Bisherige Zulassungssteuerung hat Ziel verfehlt
Mit Kostendaten belegt ist, dass die bisherige Zulassungssteuerung das Ziel der Kostendämpfung nicht erreicht hat. Dafür war ihre Anwendung in den Kantone zu uneinheitlich. Eine wirksame Koordination unter den Kantonen kam nicht zustande. Ausser Acht gelassen wurden auch die realen Patientenströme beziehungsweise Versorgungsregionen. Vor allem bei den Spezialärzten reichen die von ihnen versorgten Gebiete in vielen Fällen weit über die Kantonsgrenzen hinaus. Weiter verhinderte die Zulassungsteuerung in vielen Fällen die Praxiszulassung nicht. Sie wurde allenfalls mit der verlangten dreijährigen vorangegangenen Spitaltätigkeit bloss zeitlich hinausgeschoben. Ins Gewicht fiel auch, dass die Zulassungssteuerung im ambulanten Spitalbereich – mit der oft genannten Ausnahme des Kantons Waadt – bisher nicht umgesetzt worden ist. Dies ist aus Kostensicht besonders problematisch,
weil eine Konsultation im Spitalambulatorium durchschnittlich doppelt so viel kostet wie bei niedergelassenen Ärzten. Es ist im Wissen um diese Mechanismen wenig zielführend, wenn Kantone zwar neue Praxen einschränken, aber die ausländischen Ärzte gleichzeitig an ihren Spitälern anstellen.
Kantone müssen bei überschiessendes Kostenwachstum einschreiten
Im Hinblick auf die definitive Regelung der Zulassungssteuerung durch die Kantone, die offensichtlich der allgemeinen Vertragsfreiheit der Krankenversicherer vorgezogen wird, muss die kostendämpfende Wirkung sichergestellt werden: Die Einschränkung der Anzahl Ärztinnen und Ärzte die zu Lasten OKP abrechnen, ist die mit Abstand wirkungsvollste Methode, um das übermässige Kostenwachstum zu bremsen. Sämtliche nachgelagerten Limitierungs- und Qualitätssicherungsprozesse vermögen keine ähnlich grosse Wirkung zu erzielen wie die unterbundene Abrechnung zu Lasten der OKP. Das Einschreiten der Kantone bei Über- und Fehlversorgung darf deshalb nicht freiwillig sein.
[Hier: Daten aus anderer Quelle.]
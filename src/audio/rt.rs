// Copyright (C) 2026 Michael Wilson <mike@mdwn.dev>
//
// This program is free software: you can redistribute it and/or modify it under
// the terms of the GNU General Public License as published by the Free Software
// Foundation, version 3.
//
// This program is distributed in the hope that it will be useful, but WITHOUT
// ANY WARRANTY; without even the implied warranty of MERCHANTABILITY or FITNESS
// FOR A PARTICULAR PURPOSE. See the GNU General Public License for more details.
//
// You should have received a copy of the GNU General Public License along with
// this program. If not, see <https://www.gnu.org/licenses/>.
//

use thread_priority::{set_current_thread_priority, ThreadPriority, ThreadPriorityValue};
use tracing::{info, warn};

/// Default priority for the output stream thread when EARCON_THREAD_PRIORITY is unset.
const DEFAULT_STREAM_THREAD_PRIORITY: u8 = 70;

/// Reads EARCON_THREAD_PRIORITY (0-99) once; used when building the stream so we
/// don't touch env in the hot path.
pub fn stream_thread_priority() -> ThreadPriorityValue {
    let configured = std::env::var("EARCON_THREAD_PRIORITY")
        .ok()
        .and_then(|value| parse_priority(&value));

    match configured {
        Some(priority) => priority,
        // The default is within the 0-99 range the type accepts.
        None => ThreadPriorityValue::try_from(DEFAULT_STREAM_THREAD_PRIORITY).unwrap(),
    }
}

/// Parses a priority level. The type itself rejects anything above 99.
fn parse_priority(value: &str) -> Option<ThreadPriorityValue> {
    let level = value.trim().parse::<u8>().ok()?;
    ThreadPriorityValue::try_from(level).ok()
}

fn env_flag(name: &str) -> bool {
    match std::env::var(name) {
        Ok(value) => matches!(
            value.trim().to_ascii_lowercase().as_str(),
            "1" | "true" | "yes" | "on"
        ),
        Err(_) => false,
    }
}

/// Returns whether we should attempt RT (SCHED_FIFO) scheduling for the output
/// stream thread. Default: enabled. Opt out with EARCON_DISABLE_RT_AUDIO=1.
pub fn rt_audio_enabled() -> bool {
    !env_flag("EARCON_DISABLE_RT_AUDIO")
}

/// Raises the current thread's priority, once. Called from the first stream
/// callback so the priority lands on the thread that actually mixes.
pub fn configure_stream_thread_priority(
    priority: ThreadPriorityValue,
    rt_audio: bool,
    priority_set: &mut bool,
) {
    if *priority_set {
        return;
    }
    *priority_set = true;

    let tp = ThreadPriority::Crossplatform(priority);
    let _ = set_current_thread_priority(tp);

    #[cfg(unix)]
    if rt_audio {
        promote_to_sched_fifo(tp);
    }
    #[cfg(not(unix))]
    let _ = rt_audio;
}

/// Switches the current thread to the FIFO real-time scheduling policy.
#[cfg(unix)]
fn promote_to_sched_fifo(tp: ThreadPriority) {
    use thread_priority::unix::{
        set_thread_priority_and_policy, thread_native_id, RealtimeThreadSchedulePolicy,
        ThreadSchedulePolicy,
    };

    let result = set_thread_priority_and_policy(
        thread_native_id(),
        tp,
        ThreadSchedulePolicy::Realtime(RealtimeThreadSchedulePolicy::Fifo),
    );
    match result {
        Ok(()) => info!("Output stream thread promoted to SCHED_FIFO"),
        Err(e) => warn!(error = %e, "Unable to promote output stream thread to SCHED_FIFO"),
    }
}

#[cfg(test)]
mod test {
    use super::parse_priority;

    #[test]
    fn test_parse_priority_accepts_valid_levels() {
        assert!(parse_priority("0").is_some());
        assert!(parse_priority(" 99 ").is_some());
        assert!(parse_priority("70").is_some());
    }

    #[test]
    fn test_parse_priority_rejects_out_of_range() {
        assert!(parse_priority("100").is_none());
        assert!(parse_priority("-1").is_none());
        assert!(parse_priority("fast").is_none());
        assert!(parse_priority("").is_none());
    }
}
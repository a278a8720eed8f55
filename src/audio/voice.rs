// Copyright (C) 2026 Michael Wilson <mike@mdwn.dev>
//
// This program is free software: you can redistribute it and/or modify it under
// the terms of the GNU General Public License as published by the Free Software
// Foundation, version 3.
//
// This program is distributed in the hope that it will be useful, but WITHOUT
// ANY WARRANTY; without even the implied warranty of MERCHANTABILITY or FITNESS
// FOR A PARTICULAR PURPOSE. See the GNU General Public License for more details.
//
// You should have received a copy of the GNU General Public License along with
// this program. If not, see <https://www.gnu.org/licenses/>.
//
use std::sync::Arc;

use super::source::FrameSource;
use crate::sound::Sound;

/// Errors that occur when starting a voice.
#[derive(Debug, thiserror::Error)]
pub enum VoiceError {
    /// The sound's channel layout cannot be adapted to the output device.
    #[error("Unsupported channel layout: sound has {sound_channels} channels, output has {output_channels}")]
    UnsupportedChannelLayout {
        sound_channels: u16,
        output_channels: u16,
    },
}

/// How voice frames map onto the output channel layout. Decided once when the
/// voice is created so the playback path stays branch free.
enum ChannelAdapt {
    /// Sound channels match the output, copy frames as-is.
    Passthrough,
    /// Duplicate each mono frame into both stereo channels.
    MonoToStereo,
}

/// A single playback of a sound: a read cursor over the sound's samples,
/// adapted to the output channel layout with a fixed gain.
///
/// Voices never touch the filesystem or allocate while producing frames; all
/// the data they read was loaded when the [Sound] was.
pub struct Voice {
    data: Arc<Vec<f32>>,
    sound_channels: u16,
    output_channels: u16,
    adapt: ChannelAdapt,
    gain: f32,
    position: usize,
}

impl Voice {
    /// Creates a voice playing `sound` into an output with `output_channels`
    /// channels. Fails if the sound's layout cannot be adapted: only matching
    /// layouts and mono into stereo are supported.
    pub fn new(sound: &Sound, output_channels: u16, gain: f32) -> Result<Voice, VoiceError> {
        let sound_channels = sound.channel_count();
        let adapt = if sound_channels == output_channels {
            ChannelAdapt::Passthrough
        } else if sound_channels == 1 && output_channels == 2 {
            ChannelAdapt::MonoToStereo
        } else {
            return Err(VoiceError::UnsupportedChannelLayout {
                sound_channels,
                output_channels,
            });
        };

        Ok(Voice {
            data: sound.data(),
            sound_channels,
            output_channels,
            adapt,
            gain,
            position: 0,
        })
    }
}

impl FrameSource for Voice {
    fn next_block(&mut self, out: &mut [f32], max_frames: usize) -> usize {
        let source_channels = self.sound_channels as usize;
        let total_frames = self.data.len() / source_channels;
        let frames = (total_frames - self.position).min(max_frames);
        if frames == 0 {
            return 0;
        }

        match self.adapt {
            ChannelAdapt::Passthrough => {
                let start = self.position * source_channels;
                let end = start + frames * source_channels;
                for (out_sample, sample) in out.iter_mut().zip(&self.data[start..end]) {
                    *out_sample = sample * self.gain;
                }
            }
            ChannelAdapt::MonoToStereo => {
                let start = self.position;
                for (frame, sample) in self.data[start..start + frames].iter().enumerate() {
                    let value = sample * self.gain;
                    out[frame * 2] = value;
                    out[frame * 2 + 1] = value;
                }
            }
        }

        self.position += frames;
        frames
    }

    fn channel_count(&self) -> u16 {
        self.output_channels
    }
}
Kosten treibende Haltung des Ständerats
Die kantonalen Interventionen bei Überversorgung müssen verbindlich und in Koordination unter den Kantonen erfolgen. Um diese Verbindlichkeit zu sichern, sollten die Krankenversicherer ein Beschwerderecht erhalten. Die Gerichte verhindern dies mit der Argumentation, dass nur direkte private Interessen klageberechtigt seien: Damit können aktuell nur die Leistungserbringer gegen die Umsetzung der Zulassungssteuerung durch die Kantone klagen, nicht aber die Krankenversicherer als anwaltliche Vertretung der Prämienzahler, welche die finanziellen Folgen der kantonalen Zulassungspolitik bezahlen müssen. Der Nationalrat hat mit seinen Entscheiden die Wirksamkeit der Vorlage gewährleistet und damit die Voraussetzungen für weniger Kostenzunahme geschaffen. Der Ständerat droht nun, sollte er an seiner unausgewogenen Lösung festhalten, selber zum Kostenreiber zu werden.